Title: Fury
Recipient:
spn_summergen - the original recipient withdrew from the challenge, so this work is being posted as a gift to the comm. Please show it tons of love!!
Rating: T
Word Count: 2332
Warnings: references to violence, torture, abuse, child abuse, sexual assault, child sex abuse
Summary: Bela comes back as a demon, and she's out for blood--any blood belonging to men who hurt women. Unfortunately for her, not all women share her views on how to handle men like that.
She smokes out of hell feeling freer and more powerful than she has in . . . ever, really. It's hard to remember, but she thinks that before her deal she was scared and hurting, and after the deal she tried to empower herself with a live fast die young attitude, but under that was fear, too.
But now she has been through the worst, she had been to hell and spent years on the rack. Now there is nothing to fear any more, because the worst has happened and she is free.
First things first, freedom isn't much good without a body with which to experience it. She flies towards the nearest cluster of bright soul light.

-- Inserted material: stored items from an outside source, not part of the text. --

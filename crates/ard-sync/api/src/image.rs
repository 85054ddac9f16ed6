use serde::{Deserialize, Serialize};

use crate::types::{Format, ImageUsage, MemoryUsage};

#[derive(Debug, Clone, Serialize, Deserialize)]
pub struct ImageCreateInfo {
    pub format: Format,
    pub width: u32,
    pub height: u32,
    pub array_layers: u32,
    pub mip_levels: u32,
    pub samples: u8,
    pub image_usage: ImageUsage,
    pub memory_usage: MemoryUsage,
    /// The image is presented. Affects how its contents are loaded on the first frame of a new
    /// swapchain.
    pub presentable: bool,
    /// The backend *should* use the provided debug name for easy identification.
    pub debug_name: Option<String>,
}

#[derive(Debug, Copy, Clone, Serialize, Deserialize)]
pub struct ImageViewCreateInfo {
    /// Defaults to the format of the image.
    pub format: Option<Format>,
    pub base_mip_level: u32,
    pub base_array_layer: u32,
    pub array_layers: u32,
}

impl Default for ImageViewCreateInfo {
    fn default() -> Self {
        Self {
            format: None,
            base_mip_level: 0,
            base_array_layer: 0,
            array_layers: 1,
        }
    }
}
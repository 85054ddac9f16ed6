use serde::{Deserialize, Serialize};

use crate::types::{BufferUsage, MemoryUsage};

#[derive(Debug, Clone, Serialize, Deserialize)]
pub struct BufferCreateInfo {
    /// The size in bytes of the buffer to create.
    pub size: u64,
    /// Describes the supported usage types of this buffer.
    pub buffer_usage: BufferUsage,
    /// Describes what memory operations are supported by this buffer.
    pub memory_usage: MemoryUsage,
    /// The backend *should* use the provided debug name for easy identification.
    pub debug_name: Option<String>,
}
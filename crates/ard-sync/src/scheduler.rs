use api::{
    types::{AccessFlags, Domain},
    Backend,
};
use rustc_hash::FxHashSet;

use crate::{context::Context, resource::ResourceId};

/// Access classes that are valid in shader stages of either domain.
const SHADER_ACCESS: AccessFlags = AccessFlags::UNIFORM_READ
    .union(AccessFlags::SHADER_READ)
    .union(AccessFlags::SHADER_WRITE);

/// Double buffered sets of resources whose barriers must be re-evaluated before the next
/// command in each domain.
///
/// Per domain, one set is live and receives enqueues while the other is empty staging storage.
/// Draining takes the live set and makes the staging set live, so anything re-enqueued while
/// draining lands in the fresh set and is handled on the next drain.
#[derive(Debug, Default)]
pub struct BarrierScheduler {
    sets: [[FxHashSet<ResourceId>; 2]; 2],
    live: [usize; 2],
}

impl BarrierScheduler {
    /// Returns `true` if the resource was not already pending.
    #[inline(always)]
    pub fn enqueue(&mut self, id: ResourceId, domain: Domain) -> bool {
        let d = domain.idx();
        self.sets[d][self.live[d]].insert(id)
    }

    /// Removes the resource from both sets of the domain.
    #[inline(always)]
    pub fn remove(&mut self, id: ResourceId, domain: Domain) {
        let d = domain.idx();
        self.sets[d][0].remove(&id);
        self.sets[d][1].remove(&id);
    }

    #[inline(always)]
    pub fn contains(&self, id: ResourceId, domain: Domain) -> bool {
        let d = domain.idx();
        self.sets[d][0].contains(&id) || self.sets[d][1].contains(&id)
    }

    #[inline(always)]
    pub fn is_pending(&self, domain: Domain) -> bool {
        let d = domain.idx();
        !self.sets[d][self.live[d]].is_empty()
    }

    #[inline(always)]
    pub fn pending(&self, domain: Domain) -> usize {
        let d = domain.idx();
        self.sets[d][self.live[d]].len()
    }

    /// Takes the live set and flips which set is live.
    pub(crate) fn take(&mut self, domain: Domain) -> FxHashSet<ResourceId> {
        let d = domain.idx();
        let drained = std::mem::take(&mut self.sets[d][self.live[d]]);
        self.live[d] ^= 1;
        debug_assert!(self.sets[d][self.live[d]].is_empty());
        drained
    }

    /// Returns a drained set to be reused as staging storage.
    pub(crate) fn restore(&mut self, domain: Domain, mut set: FxHashSet<ResourceId>) {
        let d = domain.idx();
        set.clear();
        self.sets[d][self.live[d] ^ 1] = set;
    }
}

impl<B: Backend> Context<B> {
    /// Records every barrier the pending resources of `domain` need for their current binds.
    pub(crate) fn update_barriers(&mut self, domain: Domain) {
        puffin::profile_function!();

        if !self.scheduler.is_pending(domain) {
            return;
        }

        let d = domain.idx();
        let drained = self.scheduler.take(domain);
        for id in drained.iter().copied() {
            let Some(state) = self.resources.state(id) else {
                continue;
            };

            if state.bind_count[d] == 0 {
                continue;
            }

            let stage = state.bind_stage(domain);
            if state.is_buffer {
                // Shader access classes of the other domain are folded in so the barrier does
                // not have to be repeated when that domain drains. Fixed function classes are
                // only valid for their own stages.
                let access =
                    state.bind_access(domain) | (state.bind_access(domain.other()) & SHADER_ACCESS);
                self.request_buffer_access(id, access, stage);
            } else {
                let layout = state.layout_eval(domain);
                let access = state.bind_access(domain);
                self.request_image_access(id, layout, access, stage);
            }

            // Write binds that alias other binds in the same domain need a barrier before
            // every command.
            if let Some(state) = self.resources.state(id) {
                if state.write_bind_count[d] > 0 && state.bind_count[d] > 1 {
                    self.scheduler.enqueue(id, domain);
                }
            }
        }

        self.scheduler.restore(domain, drained);
    }
}

#[cfg(test)]
mod tests {
    use super::*;

    fn id(raw: u32) -> ResourceId {
        ResourceId::from_raw(raw)
    }

    #[test]
    fn enqueue_is_idempotent() {
        let mut scheduler = BarrierScheduler::default();
        assert!(scheduler.enqueue(id(1), Domain::Graphics));
        assert!(!scheduler.enqueue(id(1), Domain::Graphics));
        assert_eq!(scheduler.pending(Domain::Graphics), 1);
        assert_eq!(scheduler.pending(Domain::Compute), 0);
    }

    #[test]
    fn enqueue_while_drained_lands_in_live_set() {
        let mut scheduler = BarrierScheduler::default();
        scheduler.enqueue(id(1), Domain::Compute);
        scheduler.enqueue(id(2), Domain::Compute);

        let drained = scheduler.take(Domain::Compute);
        assert_eq!(drained.len(), 2);
        assert!(!scheduler.is_pending(Domain::Compute));

        scheduler.enqueue(id(1), Domain::Compute);
        scheduler.restore(Domain::Compute, drained);
        assert_eq!(scheduler.pending(Domain::Compute), 1);
        assert!(scheduler.contains(id(1), Domain::Compute));
        assert!(!scheduler.contains(id(2), Domain::Compute));
    }

    #[test]
    fn remove_clears_both_sets() {
        let mut scheduler = BarrierScheduler::default();
        scheduler.enqueue(id(3), Domain::Graphics);
        let drained = scheduler.take(Domain::Graphics);
        scheduler.enqueue(id(3), Domain::Graphics);
        scheduler.remove(id(3), Domain::Graphics);
        assert!(!scheduler.contains(id(3), Domain::Graphics));
        scheduler.restore(Domain::Graphics, drained);
        assert!(!scheduler.contains(id(3), Domain::Graphics));
    }
}
#[derive(Debug, Copy, Clone, PartialEq, Eq, Hash)]
pub struct EmptyFramebuffer {
    pub id: u64,
    pub imageless: bool,
}

#[derive(Debug, Default, Clone)]
pub struct EmptyCommandBuffer {
    pub id: u64,
    pub name: Option<String>,
    recording: bool,
    commands: Vec<Command>,
}

#[derive(Debug, Clone, PartialEq)]
pub enum Command {
    Barrier {
        src_stage: PipelineStageFlags,
        dst_stage: PipelineStageFlags,
        barrier: RecordedBarrier,
    },
    BeginRenderPass {
        render_pass: u64,
        framebuffer: u64,
        attachments: Vec<u64>,
        clear_values: usize,
    },
    EndRenderPass,
}

#[derive(Debug, Clone, PartialEq)]
pub enum RecordedBarrier {
    Memory {
        src_access: AccessFlags,
        dst_access: AccessFlags,
    },
    Buffer {
        buffer: u64,
        src_access: AccessFlags,
        dst_access: AccessFlags,
    },
    Image {
        image: u64,
        old_layout: ImageLayout,
        new_layout: ImageLayout,
        src_access: AccessFlags,
        dst_access: AccessFlags,
        sample_locations: bool,
    },
}

/// A snapshot of one submission.
#[derive(Debug, Clone)]
pub struct Submission {
    pub command_buffers: Vec<EmptyCommandBuffer>,
    pub signal: Option<u64>,
}

impl EmptyBackend {
    pub fn new(create_info: EmptyBackendCreateInfo) -> Self {
        Self {
            capabilities: create_info.capabilities,
            auto_complete: create_info.auto_complete,
            next_object: AtomicU64::new(1),
            pending: Mutex::new(VecDeque::default()),
            submissions: Mutex::new(Vec::default()),
            timeline: Mutex::new(0),
            timeline_cond: Condvar::new(),
            device_lost: AtomicBool::new(false),
            fail_creation: AtomicBool::new(false),
            fail_recording: AtomicBool::new(false),
            counters: Counters::default(),
        }
    }

    #[inline(always)]
    pub fn counters(&self) -> &Counters {
        &self.counters
    }

    /// Every submission made so far, in order.
    pub fn submissions(&self) -> Vec<Submission> {
        self.submissions.lock().unwrap().clone()
    }

    /// Makes every following creation call fail with an out of memory error.
    pub fn set_fail_creation(&self, fail: bool) {
        self.fail_creation.store(fail, Ordering::SeqCst);
    }

    /// Makes every following attempt to end a command buffer fail with an out of memory error.
    pub fn set_fail_recording(&self, fail: bool) {
        self.fail_recording.store(fail, Ordering::SeqCst);
    }

    /// Completes the oldest pending submission. Returns `false` if nothing was pending.
    pub fn signal_next(&self) -> bool {
        let next = self.pending.lock().unwrap().pop_front();
        match next {
            Some((fence, signal)) => {
                self.complete(&fence, signal);
                true
            }
            None => false,
        }
    }

    /// Completes every pending submission.
    pub fn signal_all(&self) {
        while self.signal_next() {}
    }

    /// Loses the device. Pending and future waits report it.
    pub fn lose_device(&self) {
        self.device_lost.store(true, Ordering::SeqCst);
        let pending = std::mem::take(&mut *self.pending.lock().unwrap());
        for (fence, _) in pending {
            *fence.state.lock().unwrap() = FenceState::Lost;
            fence.cond.notify_all();
        }
        let _timeline = self.timeline.lock().unwrap();
        self.timeline_cond.notify_all();
    }

    fn complete(&self, fence: &FenceSignal, signal: Option<u64>) {
        if let Some(value) = signal {
            let mut timeline = self.timeline.lock().unwrap();
            *timeline = (*timeline).max(value);
            self.timeline_cond.notify_all();
        }
        *fence.state.lock().unwrap() = FenceState::Signaled;
        fence.cond.notify_all();
    }

    fn next_id(&self) -> u64 {
        self.next_object.fetch_add(1, Ordering::Relaxed)
    }

    fn check_creation(&self) -> Result<(), BackendError> {
        if self.device_lost.load(Ordering::SeqCst) {
            return Err(BackendError::DeviceLost);
        }
        if self.fail_creation.load(Ordering::SeqCst) {
            return Err(BackendError::OutOfDeviceMemory);
        }
        Ok(())
    }
}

She thinks she might have to take an adequate body and use it to find one that's more right, but instead she encounters just what she's looking for almost immediately.
Dark street. Frightened young woman. Men who thrive on that fear.
She streams into the woman and finds she fits like new clothes-in need of some breaking in but are going to be just perfect. Here's the slender young body, responsive to her commands. Here's knowledge of the world and how to survive in it. Here's important relationships--different than the ones she had when she was human, the demon thinks, but still recognizable. Here's the fear, the fear of men who have power to hurt you and use that power because they like it. The body doesn't even have time to be scared of her because it's so busy being scared of these men, and then it's her body. There's still a soul light in the middle, but all the information she needs is in the brain. She's going to stop the fear.
The men don’t have time to react to what they see before the demon finishes settling into her new skin.
She moves.
When she's done moving, there is blood on her hands and clothes. She licks the back of her hand; she liked cats when she was human. Maybe this body has a cat.
It takes her a moment to figure out where the screaming is coming from. She has to look inward, to the ball of soul light that used to operate her body.
You killed them, it--she--Courtney--wails.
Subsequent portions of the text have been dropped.